Excerpts from a dataset
######
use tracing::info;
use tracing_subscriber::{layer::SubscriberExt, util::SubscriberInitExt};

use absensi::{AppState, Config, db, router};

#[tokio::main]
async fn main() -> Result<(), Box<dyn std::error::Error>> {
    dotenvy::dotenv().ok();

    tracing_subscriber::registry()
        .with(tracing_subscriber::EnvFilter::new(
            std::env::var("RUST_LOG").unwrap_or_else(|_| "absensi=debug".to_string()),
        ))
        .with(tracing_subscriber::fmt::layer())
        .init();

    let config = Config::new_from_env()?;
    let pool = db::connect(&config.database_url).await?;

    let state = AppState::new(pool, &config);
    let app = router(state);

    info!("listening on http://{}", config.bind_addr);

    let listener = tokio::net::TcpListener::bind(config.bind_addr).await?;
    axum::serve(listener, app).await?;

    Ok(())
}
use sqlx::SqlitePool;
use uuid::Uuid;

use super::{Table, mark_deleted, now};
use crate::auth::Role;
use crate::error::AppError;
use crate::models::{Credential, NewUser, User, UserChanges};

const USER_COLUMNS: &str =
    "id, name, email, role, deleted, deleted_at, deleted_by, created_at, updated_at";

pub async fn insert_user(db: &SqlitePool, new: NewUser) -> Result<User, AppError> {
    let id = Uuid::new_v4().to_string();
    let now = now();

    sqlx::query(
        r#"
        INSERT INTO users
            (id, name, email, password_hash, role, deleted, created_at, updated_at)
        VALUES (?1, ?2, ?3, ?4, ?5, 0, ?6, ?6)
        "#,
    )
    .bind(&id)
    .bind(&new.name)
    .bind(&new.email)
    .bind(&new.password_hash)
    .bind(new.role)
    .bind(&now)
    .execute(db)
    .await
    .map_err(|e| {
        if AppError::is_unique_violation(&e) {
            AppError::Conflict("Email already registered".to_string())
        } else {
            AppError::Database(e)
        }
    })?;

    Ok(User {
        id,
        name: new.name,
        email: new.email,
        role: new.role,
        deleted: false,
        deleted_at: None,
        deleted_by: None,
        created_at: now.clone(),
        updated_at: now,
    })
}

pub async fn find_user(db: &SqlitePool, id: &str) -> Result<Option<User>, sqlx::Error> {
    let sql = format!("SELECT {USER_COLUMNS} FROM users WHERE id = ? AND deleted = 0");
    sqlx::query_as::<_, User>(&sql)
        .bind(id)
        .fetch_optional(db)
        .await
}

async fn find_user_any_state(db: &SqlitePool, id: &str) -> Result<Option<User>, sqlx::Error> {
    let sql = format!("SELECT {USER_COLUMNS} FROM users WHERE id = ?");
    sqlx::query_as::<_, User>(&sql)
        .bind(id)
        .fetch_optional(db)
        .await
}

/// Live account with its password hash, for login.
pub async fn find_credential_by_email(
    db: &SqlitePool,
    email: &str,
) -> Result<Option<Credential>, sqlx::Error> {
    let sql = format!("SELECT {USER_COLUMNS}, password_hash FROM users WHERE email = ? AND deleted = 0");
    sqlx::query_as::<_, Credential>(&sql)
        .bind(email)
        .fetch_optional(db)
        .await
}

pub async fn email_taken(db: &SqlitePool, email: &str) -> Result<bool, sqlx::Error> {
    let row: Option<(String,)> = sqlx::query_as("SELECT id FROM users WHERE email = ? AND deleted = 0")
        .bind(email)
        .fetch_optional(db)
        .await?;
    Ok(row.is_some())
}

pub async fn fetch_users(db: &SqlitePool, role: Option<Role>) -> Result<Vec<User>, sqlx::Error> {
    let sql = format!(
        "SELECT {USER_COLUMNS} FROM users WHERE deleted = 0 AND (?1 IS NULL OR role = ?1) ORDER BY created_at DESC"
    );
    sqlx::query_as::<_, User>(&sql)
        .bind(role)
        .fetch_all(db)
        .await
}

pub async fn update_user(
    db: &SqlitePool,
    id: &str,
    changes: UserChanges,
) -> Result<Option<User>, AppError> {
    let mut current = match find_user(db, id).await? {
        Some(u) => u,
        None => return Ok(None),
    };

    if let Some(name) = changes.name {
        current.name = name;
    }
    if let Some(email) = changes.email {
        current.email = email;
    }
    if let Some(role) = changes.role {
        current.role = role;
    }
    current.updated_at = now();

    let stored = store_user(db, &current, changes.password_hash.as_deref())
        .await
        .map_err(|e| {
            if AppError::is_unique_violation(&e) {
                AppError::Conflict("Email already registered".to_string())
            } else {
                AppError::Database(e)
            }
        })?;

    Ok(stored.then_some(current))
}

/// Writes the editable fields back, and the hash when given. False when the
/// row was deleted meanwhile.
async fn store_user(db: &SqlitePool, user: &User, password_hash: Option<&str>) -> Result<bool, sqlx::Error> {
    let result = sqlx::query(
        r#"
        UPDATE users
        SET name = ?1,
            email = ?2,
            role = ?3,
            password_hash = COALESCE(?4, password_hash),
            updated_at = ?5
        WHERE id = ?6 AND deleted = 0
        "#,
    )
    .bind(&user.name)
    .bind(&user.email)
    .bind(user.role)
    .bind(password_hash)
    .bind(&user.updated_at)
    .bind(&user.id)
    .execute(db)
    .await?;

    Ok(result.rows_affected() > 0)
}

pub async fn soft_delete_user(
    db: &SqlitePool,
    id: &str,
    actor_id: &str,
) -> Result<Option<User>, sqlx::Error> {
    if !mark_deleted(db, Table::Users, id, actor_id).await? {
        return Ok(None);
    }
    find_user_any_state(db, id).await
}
######
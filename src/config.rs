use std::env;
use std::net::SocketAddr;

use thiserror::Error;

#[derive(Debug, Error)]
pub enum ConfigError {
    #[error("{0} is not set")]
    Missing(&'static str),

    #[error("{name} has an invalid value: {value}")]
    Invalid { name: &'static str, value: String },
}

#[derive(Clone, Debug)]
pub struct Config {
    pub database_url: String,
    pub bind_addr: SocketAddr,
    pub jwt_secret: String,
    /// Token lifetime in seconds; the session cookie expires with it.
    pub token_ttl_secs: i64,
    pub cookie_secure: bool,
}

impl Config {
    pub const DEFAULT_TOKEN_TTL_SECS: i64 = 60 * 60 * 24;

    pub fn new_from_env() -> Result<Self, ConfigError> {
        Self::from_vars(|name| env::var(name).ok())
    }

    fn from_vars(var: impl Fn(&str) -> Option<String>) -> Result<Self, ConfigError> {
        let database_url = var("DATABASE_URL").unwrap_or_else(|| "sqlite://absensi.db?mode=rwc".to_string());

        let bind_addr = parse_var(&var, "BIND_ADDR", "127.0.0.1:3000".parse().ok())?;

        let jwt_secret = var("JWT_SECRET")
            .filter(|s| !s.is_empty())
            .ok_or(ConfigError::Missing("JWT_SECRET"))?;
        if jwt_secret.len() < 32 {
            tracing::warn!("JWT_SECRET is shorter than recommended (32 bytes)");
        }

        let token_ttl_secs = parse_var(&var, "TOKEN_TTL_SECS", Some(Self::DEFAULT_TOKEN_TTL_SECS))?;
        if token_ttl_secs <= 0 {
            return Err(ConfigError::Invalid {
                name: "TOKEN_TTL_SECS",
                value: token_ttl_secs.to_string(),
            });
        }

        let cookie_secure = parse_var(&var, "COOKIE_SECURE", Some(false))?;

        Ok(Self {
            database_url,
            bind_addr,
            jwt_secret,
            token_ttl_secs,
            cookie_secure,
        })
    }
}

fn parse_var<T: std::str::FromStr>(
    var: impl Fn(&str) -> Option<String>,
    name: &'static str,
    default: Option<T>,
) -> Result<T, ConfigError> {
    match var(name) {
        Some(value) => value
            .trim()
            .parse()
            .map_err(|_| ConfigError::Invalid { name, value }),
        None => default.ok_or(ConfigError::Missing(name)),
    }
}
######
_What you will do_. Take the entries above and return only the lines from the one with "use tracing::info;" to the one with "dotenvy::dotenv().ok();", both included, unchanged.

_Exercise answer_.
use tracing::info;
use tracing_subscriber::{layer::SubscriberExt, util::SubscriberInitExt};

use absensi::{AppState, Config, db, router};

#[tokio::main]
async fn main() -> Result<(), Box<dyn std::error::Error>> {
    dotenvy::dotenv().ok();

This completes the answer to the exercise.